Investment Fraud and Misrepresentation FINRA Arbitration and Litigation Attorney, Russell L. Forkey, Esq.
Securities and Exchange Commission v. Usee, Inc., et al, Case No. 3:12-cv-01325-M (N.D.Tex.) (filed April 30, 2012)
SEC CHARGES VOIP COMPANY AND ITS OWNERS WITH CONDUCTING A FRAUDULENT OFFERING TARGETING CHRISTIAN INVESTORS
Recently, the Securities and Exchange Commission filed settled fraud charges against the owners of a Dallas-area Voice over Internet Protocol (VoIP) company, for running a fraudulent securities offering aimed at Christian investors, many of whom were affiliated with a Dallas-based private school. The Commission’s complaint, filed in Dallas federal court, alleges that Terry E. Wiese and Scott A. Wiese promised extreme returns – as much as 1,000% in a year – to entice investment in their company, Usee, Inc. Contrary to the Wieses’ claims, however, Usee had no business from which to generate any returns to investors. Instead, the Commission alleges that the Wieses wasted investor funds on poorly considered ventures or sent them to third parties about which they had little information. The Commission also alleges that the Wieses used investor funds for personal expenses and to make Ponzi payments to investors.
According to the complaint, the Wieses and Usee offered two forms of investment: stock and promissory notes. The Wieses promised returns to stock investors of up to 1,000% in the first year. Note investors were promised returns of up to 100% in 60 days. The Wieses also claimed that Usee would earn $26 billion in revenue by its fifth year of business, due to lucrative financing agreements it had arranged. According to the Commission, however, these claims were unfounded, since Usee had only nominal revenue and no financing arrangements.
The Commission alleges that the Wieses told investors that Usee was on the cusp of acquiring another VoIP company that owned valuable technology. In fact, Usee had contracted to acquire this company for $33 million, and sent the company $3 million of investor funds as a down payment. But, according the Commission, Usee and the Wieses never got close to securing funds to complete the acquisition and ultimately forfeited the funds to the other company, a fact never disclosed to investors.
Later, the Commission alleges, the Wieses released more than $1.5 million of investor funds to a company they knew nothing about, NFY Financial Consulting, PLLC. According to the SEC, NFY’s principals – Nail Yaldo and Jack Skrelja – told the Wieses the funds would be used as “proof of funds” to support unspecified “platform trading.” The Commission further alleges that, although they did little due diligence into NFY or its principals, the Wieses assured investors that the funds would be safeguarded in an escrow account and not released for any purpose. The Wieses, however, soon turned investor funds over to NFY without investors’ consent or knowledge.

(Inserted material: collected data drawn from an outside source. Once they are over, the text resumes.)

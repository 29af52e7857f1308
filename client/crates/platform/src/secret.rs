//! Secret strings
//!
//! Holds key material (e.g. a WIF-encoded private key) read from the wallet
//! file.
//!
//! ## Security Features
//! - Zeroization on drop prevents the secret from lingering in freed memory
//! - Debug output is redacted so secrets never reach logs
//! - No `Clone`, so copies are always explicit

use std::fmt;

use serde::{Deserialize, Deserializer};
use thiserror::Error;
use zeroize::{Zeroize, ZeroizeOnDrop};

/// Secret validation errors
#[derive(Debug, Clone, PartialEq, Eq, Error)]
pub enum SecretError {
    /// Secret is empty or whitespace only
    #[error("Secret cannot be empty or contain only whitespace")]
    Empty,

    /// Secret contains whitespace or control characters inside it
    #[error("Secret contains invalid characters")]
    InvalidCharacter,
}

/// Secret string with automatic memory zeroization
///
/// ## Examples
/// ```rust
/// use platform::secret::SecretString;
///
/// let wif = SecretString::new("KwDiBf89QgGbjEhKnhXJuH7LrciVrZi3qYjgd9M7rFU73sVHnoWn".to_string())?;
/// assert_eq!(format!("{:?}", wif), "SecretString([REDACTED])");
/// # Ok::<(), platform::secret::SecretError>(())
/// ```
#[derive(Zeroize, ZeroizeOnDrop)]
pub struct SecretString(String);

impl SecretString {
    /// Create a new secret, trimming surrounding whitespace
    ///
    /// The raw input is zeroized before returning, including on error.
    pub fn new(mut raw: String) -> Result<Self, SecretError> {
        let trimmed = raw.trim();
        let result = if trimmed.is_empty() {
            Err(SecretError::Empty)
        } else if trimmed.chars().any(|c| c.is_whitespace() || c.is_control()) {
            Err(SecretError::InvalidCharacter)
        } else {
            Ok(Self(trimmed.to_string()))
        };
        raw.zeroize();
        result
    }

    /// Borrow the secret value
    pub fn expose(&self) -> &str {
        &self.0
    }
}

impl fmt::Debug for SecretString {
    fn fmt(&self, f: &mut fmt::Formatter<'_>) -> fmt::Result {
        f.write_str("SecretString([REDACTED])")
    }
}

impl<'de> Deserialize<'de> for SecretString {
    fn deserialize<D>(deserializer: D) -> Result<Self, D::Error>
    where
        D: Deserializer<'de>,
    {
        let raw = String::deserialize(deserializer)?;
        SecretString::new(raw).map_err(serde::de::Error::custom)
    }
}

#[cfg(test)]
mod tests {
    use super::*;

    #[test]
    fn test_secret_trims() {
        let secret = SecretString::new("  abc123 \n".to_string()).unwrap();
        assert_eq!(secret.expose(), "abc123");
    }

    #[test]
    fn test_secret_rejects_empty() {
        assert_eq!(
            SecretString::new("   ".to_string()).unwrap_err(),
            SecretError::Empty
        );
    }

    #[test]
    fn test_secret_rejects_inner_whitespace() {
        assert_eq!(
            SecretString::new("abc 123".to_string()).unwrap_err(),
            SecretError::InvalidCharacter
        );
    }

    #[test]
    fn test_debug_is_redacted() {
        let secret = SecretString::new("topsecret".to_string()).unwrap();
        let debug = format!("{:?}", secret);
        assert!(!debug.contains("topsecret"));
    }

    #[test]
    fn test_deserialize() {
        #[derive(Deserialize)]
        struct Wallet {
            key: SecretString,
        }
        let wallet: Wallet = serde_json::from_str(r#"{"key":"L1abc"}"#).unwrap();
        assert_eq!(wallet.key.expose(), "L1abc");

        let result = serde_json::from_str::<Wallet>(r#"{"key":""}"#);
        assert!(result.is_err());
    }
}
mod audio;
mod band_magnitudes;
mod equalizer;
mod filter_design;
mod settings;
mod visualizer;

use rodio::buffer::SamplesBuffer;
use rodio::{OutputStream, Sink};
use std::env;
use std::error::Error;
use std::path::Path;

/// Octave-spaced band centers shared by the equalizer and the analyzer.
pub const CENTER_FREQUENCIES: [f32; 10] = [
    32.0, 64.0, 128.0, 256.0, 512.0, 1000.0, 2000.0, 4000.0, 8000.0, 16000.0,
];

fn main() -> Result<(), Box<dyn Error>> {
    let args: Vec<String> = env::args().collect();
    let input_path = match args.get(1) {
        Some(path) => path.clone(),
        None => {
            eprintln!("usage: octaveq <input-audio> [output-wav]");
            std::process::exit(1);
        }
    };
    let output_path = args
        .get(2)
        .cloned()
        .unwrap_or_else(|| "equalized.wav".to_string());

    let eq_settings = match settings::load_settings() {
        Some(s) => s,
        None => {
            let defaults = settings::EqSettings::default();
            settings::save_settings(&defaults);
            defaults
        }
    };
    eq_settings.validate()?;

    let (samples, sample_rate) = audio::load_audio(Path::new(&input_path))?;
    println!("Loaded {} samples at {} Hz", samples.len(), sample_rate);

    let equalized = equalizer::equalize(
        &samples,
        sample_rate,
        &eq_settings.gains,
        &CENTER_FREQUENCIES,
        eq_settings.filter_length,
    );
    audio::save_wav(Path::new(&output_path), &equalized, sample_rate)?;
    println!("Wrote equalized audio to {}", output_path);

    // Play the result while feeding the live band meter.
    let (_stream, handle) = OutputStream::try_default()?;
    let sink = Sink::try_new(&handle)?;
    sink.append(SamplesBuffer::new(1, sample_rate, equalized.clone()));

    let mut pacer = visualizer::WallClockPacer::start();
    visualizer::run(
        &equalized,
        sample_rate,
        eq_settings.frame_rate,
        &CENTER_FREQUENCIES,
        &mut pacer,
        print_band_meter,
    );
    sink.sleep_until_end();
    Ok(())
}

/// Terminal stand-in for a chart renderer: one column per band.
fn print_band_meter(magnitudes: &[f32]) {
    const LEVELS: &[u8] = b" .:-=+*#%@";
    let bars: String = magnitudes
        .iter()
        .map(|&m| {
            let level = ((m * 16.0) as usize).min(LEVELS.len() - 1);
            LEVELS[level] as char
        })
        .collect();
    println!("[{}]", bars);
}
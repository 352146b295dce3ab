use serde::{Deserialize, Serialize};
use std::env;
use std::fs;
use std::path::{Path, PathBuf};

/// Persisted equalizer settings: one dB gain per band plus the two tuning
/// knobs the host exposes.
#[derive(Clone, Debug, PartialEq, Serialize, Deserialize)]
pub struct EqSettings {
    pub gains: [i32; 10],
    pub filter_length: usize,
    pub frame_rate: u32,
}

impl Default for EqSettings {
    fn default() -> Self {
        Self {
            gains: [0; 10],
            filter_length: 100,
            frame_rate: 15,
        }
    }
}

impl EqSettings {
    pub fn validate(&self) -> Result<(), String> {
        for (i, gain) in self.gains.iter().enumerate() {
            if !(-10..=10).contains(gain) {
                return Err(format!(
                    "Band {} gain {} dB out of range [-10, 10]",
                    i, gain
                ));
            }
        }
        if !(1..=500).contains(&self.filter_length) {
            return Err(format!(
                "Filter length {} out of range [1, 500]",
                self.filter_length
            ));
        }
        if !(15..=100).contains(&self.frame_rate) {
            return Err(format!(
                "Frame rate {} out of range [15, 100]",
                self.frame_rate
            ));
        }
        Ok(())
    }
}

pub fn get_settings_path() -> PathBuf {
    let home = env::var("HOME").unwrap_or_else(|_| ".".to_string());
    Path::new(&home).join(".octaveq").join("settings.json")
}

pub fn save_settings(settings: &EqSettings) {
    if let Ok(serialized) = serde_json::to_string_pretty(settings) {
        let settings_path = get_settings_path();
        if let Some(parent) = settings_path.parent() {
            let _ = fs::create_dir_all(parent);
        }
        if let Err(e) = fs::write(settings_path, serialized) {
            eprintln!("Failed to save settings: {}", e);
        }
    }
}

pub fn load_settings() -> Option<EqSettings> {
    let settings_path = get_settings_path();
    if let Ok(contents) = fs::read_to_string(settings_path) {
        if let Ok(settings) = serde_json::from_str::<EqSettings>(&contents) {
            return Some(settings);
        }
    }
    None
}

The Commission has charged the Wieses and Usee with violations of Sections 5 and 17(a) of the Securities Act of 1933 and Section 10(b) and Rule 10b-5 of the Securities Exchange Act of 1934. The Commission’s complaint seeks permanent injunctive relief, civil penalties and disgorgement of ill-gotten gains, with prejudgment interest. The Commission also seeks to bar the Wieses from serving as officers or directors of any public company.
To settle the Commission’s charges, the Wieses and Usee consented to permanent injunctions under Sections 5 and 17(a) of the Securities Act, Section 10(b) of the Securities Exchange Act of 1934 and Rule 10b-5 thereunder. Defendants further agreed to disgorge nearly $5.8 million in ill-gotten gains, with prejudgment interest, and the Wieses agreed to pay civil penalties totaling $300,000. Defendants are also permanently enjoined from offering or selling securities issued by any company they own or control and the Wieses are further barred from serving as officers or directors of any public company. The defendants did not admit or deny the SEC’s allegations.
The SEC’s action also names NFY, Yaldo and Skrelja as relief defendants for purposes of recovering the funds released to NFY. The SEC has sought an asset freeze against these parties.